__Exercise requirements__
Take each line in the entries below that holds "retained" and show it.
^^^^^^^^^^^^^^^^
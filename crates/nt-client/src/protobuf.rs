//! Optional protobuf value layer: schemas travel as retained NT topics named
//! `/.schema/proto:<filename>` carrying a serialized `FileDescriptorProto`
//! (§4.7). Feature-gated behind `protobuf` since it pulls in `prost-reflect`.

use crate::inflight::InFlightMap;
use crate::prefix_topic::PrefixTopic;
use crate::registry::Registry;
use crate::topic::{SubscriberCallback, Topic};
use nt_protocol::{AnnounceParams, TopicProperties, TypeInfo, Value};
use prost::Message;
use prost_reflect::DescriptorPool;
use std::collections::HashMap;
use std::path::Path;
use std::sync::{Arc, RwLock};

const SCHEMA_PREFIX: &str = "/.schema/proto:";

#[derive(Debug, thiserror::Error)]
pub enum SchemaError {
    #[error("reading schema file: {0}")]
    Io(#[from] std::io::Error),
    #[error("decoding FileDescriptorProto: {0}")]
    Decode(#[from] prost::DecodeError),
    #[error("building descriptor pool: {0}")]
    Pool(#[from] prost_reflect::DescriptorError),
    #[error("file descriptor carried no message types")]
    EmptyFile,
    #[error("message type '{0}' not found in any cached schema")]
    SchemaNotFound(String),
    #[error(transparent)]
    Topic(#[from] crate::topic::TopicError),
    #[error("{0}")]
    Other(String),
}

impl From<crate::inflight::InFlightError> for SchemaError {
    fn from(_: crate::inflight::InFlightError) -> Self {
        SchemaError::SchemaNotFound(String::from("operation rejected: client is cleaning up"))
    }
}

fn raw_type_info(message_full_name: &str) -> TypeInfo {
    TypeInfo {
        number: 5,
        name: format!("proto:{message_full_name}"),
    }
}

/// Tracks known protobuf schemas and lets callers register new ones.
pub struct ProtobufLayer {
    registry: Arc<Registry>,
    schema_prefix: Arc<PrefixTopic>,
    pools: Arc<RwLock<HashMap<String, Arc<DescriptorPool>>>>,
    inflight: InFlightMap<Result<Arc<DescriptorPool>, Arc<SchemaError>>>,
}

impl ProtobufLayer {
    pub(crate) fn new(registry: Arc<Registry>) -> ProtobufLayer {
        let schema_prefix = registry.prefix_topic(SCHEMA_PREFIX);
        let pools: Arc<RwLock<HashMap<String, Arc<DescriptorPool>>>> =
            Arc::new(RwLock::new(HashMap::new()));

        let pools_for_callback = pools.clone();
        schema_prefix.subscribe(
            Arc::new(move |value: &Value, params: &AnnounceParams| {
                let Value::Raw(bytes) = value else {
                    tracing::warn!(topic = %params.name, "schema topic value was not raw bytes");
                    return;
                };
                match decode_pool(bytes) {
                    Ok(pool) => {
                        let pool = Arc::new(pool);
                        let mut pools = pools_for_callback.write().unwrap();
                        pools.insert(params.name.clone(), pool.clone());
                        if let Some(filename) = params.name.strip_prefix(SCHEMA_PREFIX) {
                            pools.insert(filename.to_owned(), pool);
                        }
                    }
                    Err(e) => tracing::warn!(topic = %params.name, error = %e, "failed to decode schema"),
                }
            }),
            Default::default(),
            None,
            true,
        );

        ProtobufLayer {
            registry,
            schema_prefix,
            pools,
            inflight: InFlightMap::new(),
        }
    }

    /// Find the first cached schema root whose pool resolves `name`.
    pub fn fetch_message_type(
        &self,
        name: &str,
    ) -> Result<prost_reflect::MessageDescriptor, SchemaError> {
        self.pools
            .read()
            .unwrap()
            .values()
            .find_map(|pool| pool.get_message_by_name(name))
            .ok_or_else(|| SchemaError::SchemaNotFound(name.to_owned()))
    }

    /// Load `file_path` (a serialized `FileDescriptorProto`), publish it as a
    /// retained schema topic, and cache the resulting pool. Deduplicated per
    /// target topic so concurrent registrations of the same file share one
    /// publish.
    pub async fn register_schema(
        &self,
        file_path: impl AsRef<Path>,
        message_name: Option<String>,
    ) -> Result<(String, Arc<DescriptorPool>), SchemaError> {
        let file_path = file_path.as_ref().to_owned();
        let basename = file_path
            .file_name()
            .map(|n| n.to_string_lossy().into_owned())
            .unwrap_or_else(|| file_path.to_string_lossy().into_owned());
        let topic_name = format!("{SCHEMA_PREFIX}{basename}");
        let key = format!("schema:{topic_name}");

        let registry = self.registry.clone();
        let pools = self.pools.clone();
        let topic_name_for_task = topic_name.clone();
        let basename_for_task = basename.clone();
        let result = self
            .inflight
            .get_or_create(&key, move || async move {
                publish_schema_file(registry, pools, file_path, topic_name_for_task, basename_for_task)
                    .await
                    .map_err(Arc::new)
            })
            .await?;
        let pool = result.map_err(|e| SchemaError::Other(e.to_string()))?;

        let resolved_name = match message_name {
            Some(name) => {
                if pool.get_message_by_name(&name).is_none() {
                    return Err(SchemaError::SchemaNotFound(name));
                }
                name
            }
            None => pool
                .all_messages()
                .next()
                .map(|m| m.full_name().to_owned())
                .ok_or(SchemaError::EmptyFile)?,
        };

        Ok((resolved_name, pool))
    }

    pub fn registry(&self) -> &Arc<Registry> {
        &self.registry
    }

    pub fn schema_prefix(&self) -> &Arc<PrefixTopic> {
        &self.schema_prefix
    }
}

fn decode_pool(bytes: &[u8]) -> Result<DescriptorPool, SchemaError> {
    let fdp = prost_types::FileDescriptorProto::decode(bytes)?;
    let mut pool = DescriptorPool::new();
    pool.add_file_descriptor_proto(fdp)?;
    Ok(pool)
}

async fn publish_schema_file(
    registry: Arc<Registry>,
    pools: Arc<RwLock<HashMap<String, Arc<DescriptorPool>>>>,
    file_path: std::path::PathBuf,
    topic_name: String,
    basename: String,
) -> Result<Arc<DescriptorPool>, SchemaError> {
    let bytes = tokio::fs::read(&file_path).await?;
    let pool = decode_pool(&bytes)?;
    let pool = Arc::new(pool);

    let topic: Arc<Topic> = registry
        .topic(&topic_name, TypeInfo { number: 5, name: "proto:FileDescriptorProto".to_owned() }, None)
        .map_err(|e| SchemaError::SchemaNotFound(e.to_string()))?;
    topic.publish(TopicProperties::retained(), None).await?;
    topic.set_value(Value::Raw(bytes))?;

    let mut pools = pools.write().unwrap();
    pools.insert(topic_name, pool.clone());
    pools.insert(basename, pool.clone());
    Ok(pool)
}

/// A typed protobuf-backed topic: owns a raw [`Topic`] and translates
/// `T` to/from bytes at the boundary (delegation, not inheritance).
pub struct ProtobufTopic<T> {
    raw: Arc<Topic>,
    message_full_name: String,
    schema_file_path: Option<std::path::PathBuf>,
    layer: Arc<ProtobufLayer>,
    _marker: std::marker::PhantomData<T>,
}

impl<T: Message + Default + Clone + Send + Sync + 'static> ProtobufTopic<T> {
    pub fn new(
        registry: &Arc<Registry>,
        layer: Arc<ProtobufLayer>,
        name: impl Into<String>,
        message_full_name: impl Into<String>,
        schema_file_path: Option<std::path::PathBuf>,
    ) -> Result<ProtobufTopic<T>, SchemaError> {
        let message_full_name = message_full_name.into();
        let raw = registry
            .topic(&name.into(), raw_type_info(&message_full_name), None)
            .map_err(|e| SchemaError::SchemaNotFound(e.to_string()))?;
        Ok(ProtobufTopic {
            raw,
            message_full_name,
            schema_file_path,
            layer,
            _marker: std::marker::PhantomData,
        })
    }

    pub async fn publish(&self, properties: TopicProperties) -> Result<AnnounceParams, SchemaError> {
        if let Some(path) = &self.schema_file_path {
            self.layer
                .register_schema(path, Some(self.message_full_name.clone()))
                .await?;
        }
        Ok(self.raw.publish(properties, None).await?)
    }

    pub fn set_value(&self, value: &T) -> Result<i64, crate::topic::TopicError> {
        self.raw.set_value(Value::Raw(value.encode_to_vec()))
    }

    /// Subscribe with a callback that decodes inbound bytes to `T`; decode
    /// failures are logged and dropped rather than delivered.
    pub fn subscribe(&self, callback: Arc<dyn Fn(T, &AnnounceParams) + Send + Sync>) -> i64 {
        let adapter: SubscriberCallback = Arc::new(move |value, params| {
            let Value::Raw(bytes) = value else {
                tracing::warn!(topic = %params.name, "protobuf topic value was not raw bytes");
                return;
            };
            match T::decode(bytes.as_slice()) {
                Ok(decoded) => callback(decoded, params),
                Err(e) => tracing::warn!(topic = %params.name, error = %e, "failed to decode protobuf value"),
            }
        });
        self.raw
            .subscribe(adapter, nt_protocol::SubscribeOptions::default(), None, true)
    }

    pub fn raw(&self) -> &Arc<Topic> {
        &self.raw
    }
}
^^^^^^^^^^^^^^^^
__Task response__
//! Optional protobuf value layer: schemas travel as retained NT topics named
    /// retained schema topic, and cache the resulting pool. Deduplicated per
    topic.publish(TopicProperties::retained(), None).await?;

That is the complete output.